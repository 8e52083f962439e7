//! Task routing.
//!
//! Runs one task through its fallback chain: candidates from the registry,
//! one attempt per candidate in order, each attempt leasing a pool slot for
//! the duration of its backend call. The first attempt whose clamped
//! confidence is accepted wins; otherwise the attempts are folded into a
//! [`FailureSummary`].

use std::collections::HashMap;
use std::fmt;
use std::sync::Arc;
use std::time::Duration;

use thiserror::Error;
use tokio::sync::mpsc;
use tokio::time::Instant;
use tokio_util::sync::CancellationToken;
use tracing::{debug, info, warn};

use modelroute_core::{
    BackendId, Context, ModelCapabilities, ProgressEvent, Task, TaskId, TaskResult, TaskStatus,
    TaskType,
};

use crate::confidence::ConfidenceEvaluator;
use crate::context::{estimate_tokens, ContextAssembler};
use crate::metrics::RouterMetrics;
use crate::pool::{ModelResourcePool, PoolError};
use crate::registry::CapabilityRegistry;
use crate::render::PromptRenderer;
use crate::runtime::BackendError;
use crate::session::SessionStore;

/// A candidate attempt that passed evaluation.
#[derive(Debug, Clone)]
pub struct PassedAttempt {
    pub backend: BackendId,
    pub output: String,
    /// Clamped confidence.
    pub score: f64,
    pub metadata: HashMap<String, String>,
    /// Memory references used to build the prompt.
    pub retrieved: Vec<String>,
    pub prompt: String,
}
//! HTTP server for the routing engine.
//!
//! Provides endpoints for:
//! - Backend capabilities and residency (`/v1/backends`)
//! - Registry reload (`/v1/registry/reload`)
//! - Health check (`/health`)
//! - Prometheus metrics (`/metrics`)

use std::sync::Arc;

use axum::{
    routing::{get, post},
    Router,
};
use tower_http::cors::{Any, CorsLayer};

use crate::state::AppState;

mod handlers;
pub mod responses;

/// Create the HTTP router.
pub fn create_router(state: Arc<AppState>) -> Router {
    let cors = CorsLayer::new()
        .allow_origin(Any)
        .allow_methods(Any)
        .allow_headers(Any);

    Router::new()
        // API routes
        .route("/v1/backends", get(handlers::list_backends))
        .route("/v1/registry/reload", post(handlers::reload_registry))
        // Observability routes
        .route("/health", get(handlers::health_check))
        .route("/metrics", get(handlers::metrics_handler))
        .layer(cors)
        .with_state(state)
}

What to do ::
Your response should be the count of lines in the material above that contain "confidence", with nothing added.

Written reply ::
3